Figure 3. mTORC2 activity differentially regulate IL-4c driven alternatively activated macrophages and tissue-resident macrophages.

(A) BMDM from RICTOR-WT and RICTOR-KO^Mac mice and were cultured with 10ng/mL IL-4 for 18hrs. CD206 was measured by flow cytometry. (B–D) Peritoneal exudate cells were collected from IL-4c treated RICTOR-WT and RICTOR-KO^Mac mice. (B) Percentages of CD206⁺ cells from CD11b⁺ population (N=5/group). (C) Representative flow analysis of TIM4 and CD206 expression on CD11b⁺ population.

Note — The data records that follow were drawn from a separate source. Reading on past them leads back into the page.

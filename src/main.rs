use anyhow::Result;
use tokio::signal;
use tracing::{error, info};

use chan_nope::config::Config;
use chan_nope::init::{init_store, setup_logging};
use chan_nope::service::BlockerService;

#[tokio::main]
async fn main() -> Result<()> {
    // 1. Load Config
    let config_path = std::env::args().nth(1).unwrap_or("config.toml".to_string());
    let config = if std::path::Path::new(&config_path).exists() {
        Config::load(&config_path).await?
    } else {
        Config::default()
    };

    // 2. Setup Logging
    setup_logging(&config);
    info!("Starting chan-nope...");

    if !std::path::Path::new(&config_path).exists() {
        info!("Config file not found, using defaults.");
    }

    // 3. Init Store & Service
    let store = init_store(&config)?;
    let service = BlockerService::init(store).await?;

    // 4. Start Management API
    let api_service = service.clone();
    let api_host = config.host.clone();
    let api_port = config.port;
    let api = tokio::spawn(async move {
        if let Err(e) = chan_nope::api::start_api_server(api_service, &api_host, api_port).await {
            error!("API server failed: {:#}", e);
        }
    });

    // 5. Graceful Shutdown
    tokio::select! {
        _ = api => {},
        _ = signal::ctrl_c() => {
            info!("Shutdown signal received.");
        }
    }

    Ok(())
}
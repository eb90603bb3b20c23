use super::extract::extract_channel_name;
use super::page::{NodeId, PageSurface};
use crate::config::ScannerConfig;
use crate::notify::Notification;
use crate::service::BlockerService;
use crate::store::Settings;
use std::sync::Arc;
use tokio::sync::mpsc;
use tokio::time::Instant;
use tracing::{debug, warn};

/// Element-type selectors covering video cards, shorts and comment threads.
pub const VIDEO_SELECTORS: &[&str] = &[
    "ytd-video-renderer",
    "ytd-grid-video-renderer",
    "ytd-compact-video-renderer",
    "ytd-rich-item-renderer",
    "ytd-shorts-video-renderer",
    "ytd-reel-item-renderer",
    "ytd-comment-thread-renderer",
    "ytd-comment-renderer",
];

const SHORTS_SELECTORS: &[&str] = &["ytd-shorts-video-renderer", "ytd-reel-item-renderer"];

/// Card containers that get the blocked state alongside the matched element.
const CARD_SELECTORS: &[&str] = &[
    "ytd-rich-item-renderer",
    "ytd-video-renderer",
    "ytd-grid-video-renderer",
];

/// Extraction and control attachment happen once per element; the cached
/// channel name lets every later rescan re-run just the verdict.
pub const PROCESSED_ATTR: &str = "data-cn-processed";
pub const CHANNEL_ATTR: &str = "data-cn-channel";

/// Signals from the embedder's DOM observers.
#[derive(Debug, Clone, Copy, PartialEq, Eq)]
pub enum PageEvent {
    /// Nodes were added somewhere under the document root.
    Mutation,
    /// The page navigated in place (single-page-app route change).
    Navigated,
}

const EVENT_BUFFER: usize = 256;

/// Keeps one page's visual state consistent with the current filter set.
/// Mutation bursts coalesce behind the debounce interval, navigation waits
/// out the settle delay, and every change notification forces a settings
/// reload plus rescan. Rescans are idempotent; overlapping triggers only
/// cost redundant work.
pub struct PageScanner {
    page: Arc<dyn PageSurface>,
    service: Arc<BlockerService>,
    config: ScannerConfig,
    settings: Settings,
    events: mpsc::Receiver<PageEvent>,
    notifications: mpsc::Receiver<Notification>,
}

impl PageScanner {
    /// Builds the scanner and the sender half the embedder wires to its
    /// mutation/navigation observers.
    pub async fn new(
        page: Arc<dyn PageSurface>,
        service: Arc<BlockerService>,
        config: ScannerConfig,
    ) -> (Self, mpsc::Sender<PageEvent>) {
        let (tx, rx) = mpsc::channel(EVENT_BUFFER);
        let notifications = service.subscribe();
        let settings = match service.get_settings().await {
            Ok(settings) => settings,
            Err(e) => {
                warn!("Failed to load settings, using defaults: {:#}", e);
                Settings::default()
            }
        };
        (
            Self {
                page,
                service,
                config,
                settings,
                events: rx,
                notifications,
            },
            tx,
        )
    }

    pub async fn run(mut self) {
        // Initial scan before any event arrives.
        self.rescan();

        let mut deadline: Option<Instant> = None;
        loop {
            // A dummy far-future instant keeps the select arm well-formed
            // while no rescan is scheduled; the guard disarms it.
            let wake = deadline
                .unwrap_or_else(|| Instant::now() + std::time::Duration::from_secs(86_400));

            tokio::select! {
                _ = tokio::time::sleep_until(wake), if deadline.is_some() => {
                    deadline = None;
                    self.rescan();
                }
                event = self.events.recv() => {
                    let Some(event) = event else { break };
                    let delay = match event {
                        PageEvent::Mutation => self.config.debounce(),
                        PageEvent::Navigated => self.config.settle_delay(),
                    };
                    let next = Instant::now() + delay;
                    deadline = Some(deadline.map_or(next, |d| d.min(next)));
                }
                notification = self.notifications.recv() => {
                    let Some(notification) = notification else { break };
                    debug!("Reloading after {:?}", notification);
                    self.reload_settings().await;
                    self.rescan();
                }
            }
        }
    }

    async fn reload_settings(&mut self) {
        match self.service.get_settings().await {
            Ok(settings) => self.settings = settings,
            Err(e) => warn!("Settings reload failed, keeping previous: {:#}", e),
        }
    }

    /// Full re-walk of the scanned element types.
    fn rescan(&self) {
        for selector in VIDEO_SELECTORS {
            let is_shorts = SHORTS_SELECTORS.contains(selector);
            for element in self.page.query_all(selector) {
                self.process_element(element, is_shorts);
            }
        }
    }

    fn process_element(&self, element: NodeId, is_shorts: bool) {
        let channel = if self.page.attr(element, PROCESSED_ATTR).is_some() {
            self.page.attr(element, CHANNEL_ATTR)
        } else {
            self.page.set_attr(element, PROCESSED_ATTR, "true");
            let extracted = extract_channel_name(self.page.as_ref(), element);
            if let Some(ref name) = extracted {
                self.page.set_attr(element, CHANNEL_ATTR, name);
                if self.settings.show_buttons && !self.page.has_block_control(element) {
                    self.page.attach_block_control(element, name);
                }
            }
            extracted
        };

        let mut blocked = is_shorts && self.settings.hide_shorts;
        match channel {
            Some(name) => {
                blocked = blocked || self.service.is_channel_blocked(&name);
            }
            // No recognizable channel name: skip. Shorts still get the
            // hide-shorts verdict applied (and cleared) on every rescan.
            None if !is_shorts => return,
            None => {}
        }

        self.apply_verdict(element, blocked);
    }

    /// Marks the element and, when distinct, its nearest recognized card
    /// container. Clearing follows the same path so an unblock un-hides.
    fn apply_verdict(&self, element: NodeId, blocked: bool) {
        self.page.set_blocked(element, blocked);
        if let Some(card) = self.page.closest(element, CARD_SELECTORS) {
            if card != element {
                self.page.set_blocked(card, blocked);
            }
        }
    }
}
//! Initialization helpers for the application startup.

use crate::config::Config;
use crate::store::{FilterStore, MemoryStore, SqliteStore};
use anyhow::Result;
use std::sync::Arc;
use tracing::info;

/// Sets up the tracing subscriber with the configured filters.
pub fn setup_logging(config: &Config) {
    let env_filter = tracing_subscriber::EnvFilter::try_from_default_env()
        .unwrap_or_else(|_| tracing_subscriber::EnvFilter::new(config.logging.level.clone()));

    tracing_subscriber::fmt().with_env_filter(env_filter).init();
}

/// Builds the configured store flavor. Unknown backends fall back to the
/// durable default.
pub fn init_store(config: &Config) -> Result<Arc<dyn FilterStore>> {
    match config.storage.backend.as_str() {
        "memory" => {
            info!("Using in-memory store (state is not persisted)");
            Ok(Arc::new(MemoryStore::new()))
        }
        backend => {
            if backend != "sqlite" {
                info!("Unknown storage backend '{}', defaulting to sqlite", backend);
            }
            let store = SqliteStore::open(config.storage.sqlite_path.clone())?;
            store.initialize()?;
            Ok(Arc::new(store))
        }
    }
}
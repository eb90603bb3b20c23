pub mod extract;
pub mod page;
mod runner;

pub use extract::{extract_channel_name, CHANNEL_SELECTORS};
pub use page::{MemoryPage, NodeId, PageSurface};
pub use runner::{PageEvent, PageScanner, CHANNEL_ATTR, PROCESSED_ATTR, VIDEO_SELECTORS};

Percentages are shown in upper right corner. (D) Flow analysis of CD206⁺ cells among ResMφ (CD11b⁺TIM4⁺F4/80^hi). (E) Gene-set enrichment analysis from RNA sequencing on RICTOR-WT and RICTOR-KO^Mac peritoneal ResMφ (CD11b⁺TIM4⁺ F4/80^hi) (2–3 mice pooled N=3). Presented as enrichment for selected pathways among genes previously upregulated (top) or downregulated (bottom) from BMDM control vs. IL-4 gene set (GSE25088). Data are representative of at least three independent experiments. *P < 0.05, Mann-Whitney t tests.